Siento una gran ternura y compasión por los rácanos, seres que padecen un sufrimiento hondo e incomprensible incluso en el extenso club mundial de sus iguales, roñosos, cojimancos y muditos de escote. Un roñoso compartiendo mesa y mantel con varios roñosos, en vez de sentir que hace pandilla, no reconoce a sus iguales y se fustiga preguntándose por qué en semejante círculo que rompe con las estadísticas más improbables no hay alguien convencional que se lleve la mano a la cartera, con la misma facilidad que aplaude, juega al billar o toca la guitarra.
El artista nace o se hace, pero el agarrado viene acabado desde los primeros tiempos del meconio: las matronas, los curas en el sacramento del bautismo, las primeras tatas y las nurses, los reconocen cuando apenas tienen el tamaño de una liebre. No hay que confundir al roñoso con el aprovechado ni con el largo, como los señoritos a los que se refería Garmendia en «La Taberna del Traga», quienes al pedir la cuenta, redondeaban al alza y pedían más dinero para que le fiaran un número redondo.
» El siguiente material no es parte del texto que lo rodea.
/*
[INPUT]:  Caller filters (symbol, states, category, side, time bounds, page size)
[OUTPUT]: Ordered query parameter maps for signing and sending
[POS]:    Data layer - request parameter definitions
[UPDATE]: When endpoint filters change
*/

use rust_decimal::Decimal;
use serde::{Deserialize, Serialize};
use std::collections::BTreeMap;
use std::fmt;

use super::enums::{OrderCategory, OrderSide, OrderState, PositionType};

/// Maximum lookback the history endpoints accept
pub const MAX_LOOKBACK_DAYS: i64 = 90;
pub const DEFAULT_PAGE_SIZE: u32 = 100;
pub const MAX_PAGE_SIZE: u32 = 100;

const DAY_MS: i64 = 24 * 60 * 60 * 1000;

/// Scalar value of a request parameter.
///
/// Fractional numbers are carried as `Decimal` so the signed text matches
/// what the caller wrote, e.g. `0.10` stays `0.10`.
#[derive(Debug, Clone, PartialEq, Eq)]
pub enum ParamValue {
    Null,
    Int(i64),
    Decimal(Decimal),
    Str(String),
}

impl ParamValue {
    pub fn is_null(&self) -> bool {
        matches!(self, ParamValue::Null)
    }
}

impl fmt::Display for ParamValue {
    fn fmt(&self, f: &mut fmt::Formatter<'_>) -> fmt::Result {
        match self {
            ParamValue::Null => Ok(()),
            ParamValue::Int(value) => write!(f, "{value}"),
            ParamValue::Decimal(value) => write!(f, "{value}"),
            ParamValue::Str(value) => f.write_str(value),
        }
    }
}

impl From<i64> for ParamValue {
    fn from(value: i64) -> Self {
        ParamValue::Int(value)
    }
}

impl From<i32> for ParamValue {
    fn from(value: i32) -> Self {
        ParamValue::Int(value.into())
    }
}

impl From<u32> for ParamValue {
    fn from(value: u32) -> Self {
        ParamValue::Int(value.into())
    }
}

impl From<Decimal> for ParamValue {
    fn from(value: Decimal) -> Self {
        ParamValue::Decimal(value)
    }
}

impl From<&str> for ParamValue {
    fn from(value: &str) -> Self {
        ParamValue::Str(value.to_string())
    }
}

impl From<String> for ParamValue {
    fn from(value: String) -> Self {
        ParamValue::Str(value)
    }
}

impl<T: Into<ParamValue>> From<Option<T>> for ParamValue {
    fn from(value: Option<T>) -> Self {
        value.map_or(ParamValue::Null, Into::into)
    }
}

/// Request parameters keyed by name.
///
/// Keys iterate in byte order, which is the order the signer needs.
#[derive(Debug, Clone, Default, PartialEq, Eq)]
pub struct QueryParams(BTreeMap<String, ParamValue>);

impl QueryParams {
    pub fn new() -> Self {
        Self::default()
    }

    pub fn insert(&mut self, key: impl Into<String>, value: impl Into<ParamValue>) -> &mut Self {
        self.0.insert(key.into(), value.into());
        self
    }

    pub fn with(mut self, key: impl Into<String>, value: impl Into<ParamValue>) -> Self {
        self.insert(key, value);
        self
    }

    /// Insert a string filter only when it is non-empty
    pub fn insert_non_empty(&mut self, key: &str, value: Option<&str>) -> &mut Self {
        if let Some(value) = value.map(str::trim).filter(|v| !v.is_empty()) {
            self.insert(key, value);
        }
        self
    }

    pub fn get(&self, key: &str) -> Option<&ParamValue> {
        self.0.get(key)
    }

    /// Union with `other`; keys in `other` win
    pub fn merged(&self, other: &QueryParams) -> QueryParams {
        let mut merged = self.clone();
        merged
            .0
            .extend(other.0.iter().map(|(k, v)| (k.clone(), v.clone())));
        merged
    }

    /// Non-null entries in key order
    pub fn present(&self) -> impl Iterator<Item = (&str, &ParamValue)> {
        self.0
            .iter()
            .filter(|(_, value)| !value.is_null())
            .map(|(key, value)| (key.as_str(), value))
    }

    pub fn keys(&self) -> impl Iterator<Item = &str> {
        self.0.keys().map(String::as_str)
    }

    pub fn is_empty(&self) -> bool {
        self.present().next().is_none()
    }
}

impl<K: Into<String>, V: Into<ParamValue>> FromIterator<(K, V)> for QueryParams {
    fn from_iter<I: IntoIterator<Item = (K, V)>>(iter: I) -> Self {
        let mut params = QueryParams::new();
        for (key, value) in iter {
            params.insert(key, value);
        }
        params
    }
}

/// Millisecond epoch bounds sent as `start_time` / `end_time`
#[derive(Debug, Clone, Copy, PartialEq, Eq)]
pub struct TimeWindow {
    pub start_ms: i64,
    pub end_ms: i64,
}

impl TimeWindow {
    /// Fill missing bounds: the window ends at `now_ms` and spans `lookback_days`
    pub fn resolve(
        start_ms: Option<i64>,
        end_ms: Option<i64>,
        lookback_days: i64,
        now_ms: i64,
    ) -> Self {
        let end_ms = end_ms.unwrap_or(now_ms);
        let start_ms = start_ms.unwrap_or(end_ms - lookback_days * DAY_MS);
        Self { start_ms, end_ms }
    }

    /// Trailing maximum lookback ending at `now_ms`
    pub fn trailing(now_ms: i64) -> Self {
        Self::resolve(None, None, MAX_LOOKBACK_DAYS, now_ms)
    }

    fn apply(&self, params: &mut QueryParams) {
        params
            .insert("start_time", self.start_ms)
            .insert("end_time", self.end_ms);
    }
}

/// Filters for the position history endpoint
#[derive(Debug, Clone, PartialEq, Eq, Serialize, Deserialize)]
#[serde(default)]
pub struct PositionHistoryQuery {
    pub symbol: Option<String>,
    pub position_type: Option<PositionType>,
    pub start_time: Option<i64>,
    pub end_time: Option<i64>,
    pub lookback_days: i64,
    pub page_size: u32,
}

impl Default for PositionHistoryQuery {
    fn default() -> Self {
        Self {
            symbol: None,
            position_type: None,
            start_time: None,
            end_time: None,
            lookback_days: MAX_LOOKBACK_DAYS,
            page_size: DEFAULT_PAGE_SIZE,
        }
    }
}

impl PositionHistoryQuery {
    pub fn window(&self, now_ms: i64) -> TimeWindow {
        TimeWindow::resolve(self.start_time, self.end_time, self.lookback_days, now_ms)
    }

    /// Fix both bounds at the window resolved for `now_ms`
    pub fn pin_window(&mut self, now_ms: i64) -> TimeWindow {
        let window = self.window(now_ms);
        self.start_time = Some(window.start_ms);
        self.end_time = Some(window.end_ms);
        window
    }

    /// Base filters (without paging) for a fetch issued at `now_ms`
    pub fn to_params(&self, now_ms: i64) -> QueryParams {
        let mut params = QueryParams::new();
        params.insert_non_empty("symbol", self.symbol.as_deref());
        if let Some(position_type) = self.position_type {
            params.insert("type", position_type.code());
        }
        self.window(now_ms).apply(&mut params);
        params
    }
}

/// Filters for the order history endpoint
#[derive(Debug, Clone, PartialEq, Eq, Serialize, Deserialize)]
#[serde(default)]
pub struct OrderHistoryQuery {
    pub symbol: Option<String>,
    pub states: Vec<OrderState>,
    pub category: Option<OrderCategory>,
    pub side: Option<OrderSide>,
    pub start_time: Option<i64>,
    pub end_time: Option<i64>,
    pub lookback_days: i64,
    pub page_size: u32,
}

impl Default for OrderHistoryQuery {
    fn default() -> Self {
        Self {
            symbol: None,
            states: Vec::new(),
            category: None,
            side: None,
            start_time: None,
            end_time: None,
            lookback_days: MAX_LOOKBACK_DAYS,
            page_size: DEFAULT_PAGE_SIZE,
        }
    }
}

impl OrderHistoryQuery {
    pub fn window(&self, now_ms: i64) -> TimeWindow {
        TimeWindow::resolve(self.start_time, self.end_time, self.lookback_days, now_ms)
    }

    /// Fix both bounds at the window resolved for `now_ms`
    pub fn pin_window(&mut self, now_ms: i64) -> TimeWindow {
        let window = self.window(now_ms);
        self.start_time = Some(window.start_ms);
        self.end_time = Some(window.end_ms);
        window
    }

    /// Comma-separated state codes, e.g. `3,4`
    pub fn states_param(&self) -> Option<String> {
        if self.states.is_empty() {
            return None;
        }
        let codes: Vec<String> = self.states.iter().map(|s| s.code().to_string()).collect();
        Some(codes.join(","))
    }

    /// Base filters (without paging) for a fetch issued at `now_ms`
    pub fn to_params(&self, now_ms: i64) -> QueryParams {
        let mut params = QueryParams::new();
        params.insert_non_empty("symbol", self.symbol.as_deref());
        params.insert_non_empty("states", self.states_param().as_deref());
        if let Some(category) = self.category {
            params.insert("category", category.code());
        }
        if let Some(side) = self.side {
            params.insert("side", side.code());
        }
        self.window(now_ms).apply(&mut params);
        params
    }
}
Si la roncha eran 3.000, pedían 2.000 y así debían 5.000, medida común y española de la hidalguía: deber, por lo menos, mil duros.
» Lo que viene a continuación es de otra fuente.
/*
[INPUT]:  Process environment
[OUTPUT]: API credentials for request signing
[POS]:    Auth layer - credential loading and redaction
[UPDATE]: When credential sources change
*/

pub mod credentials;

pub use credentials::{Credentials, EnvPresence, API_KEY_ENV, API_SECRET_ENV};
Escribimos de esto, consternados por la noticia de una princesa saudí acostumbrada a hacer «simpas» en boutiques centelleantes de París, que ni siquiera tiene la decencia de los tiesos, despedidos desde el dintel de la tasca al grito de «Apúntamelo en la barra de hielo». Ésta acumula ronchas de oro, pero la plebe y los lacayos del lujo parisino todavía no saben si albergar esperanzas de cobro o hacerse a la idea que han hecho una obra de caridad para ricos. La enfermedad, una pandemia, que no distingue entre pobres y potentados. Los ataúdes, como dijo Ramón, no tienen bolsillos.